- [Study material]

//! Identifier types for the task domain.

use serde::{Deserialize, Serialize};
use std::fmt;

/// Store-assigned surrogate key of a persisted task.
#[derive(Debug, Clone, Copy, PartialEq, Eq, PartialOrd, Ord, Hash, Serialize, Deserialize)]
#[serde(transparent)]
pub struct TaskId(i64);

impl TaskId {
    /// Wraps a store-assigned key.
    #[must_use]
    pub const fn from_i64(value: i64) -> Self {
        Self(value)
    }

    /// Returns the underlying key.
    #[must_use]
    pub const fn value(self) -> i64 {
        self.0
    }
}

impl fmt::Display for TaskId {
    fn fmt(&self, f: &mut fmt::Formatter<'_>) -> fmt::Result {
        write!(f, "{}", self.0)
    }
}

/// Opaque reference to a user owned by another system.
///
/// Creator and assignee identifiers are carried through unchanged; the task
/// domain never validates them.
#[derive(Debug, Clone, Copy, PartialEq, Eq, Hash, Serialize, Deserialize)]
#[serde(transparent)]
pub struct UserId(i64);

impl UserId {
    /// Wraps an external user identifier.
    #[must_use]
    pub const fn from_i64(value: i64) -> Self {
        Self(value)
    }

    /// Returns the underlying identifier.
    #[must_use]
    pub const fn value(self) -> i64 {
        self.0
    }
}

impl fmt::Display for UserId {
    fn fmt(&self, f: &mut fmt::Formatter<'_>) -> fmt::Result {
        write!(f, "{}", self.0)
    }
}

- [Required work]
Check each line of the listing above, and copy it if it contains the word "TaskId".

- [Answer area]
pub struct TaskId(i64);
impl TaskId {
impl fmt::Display for TaskId {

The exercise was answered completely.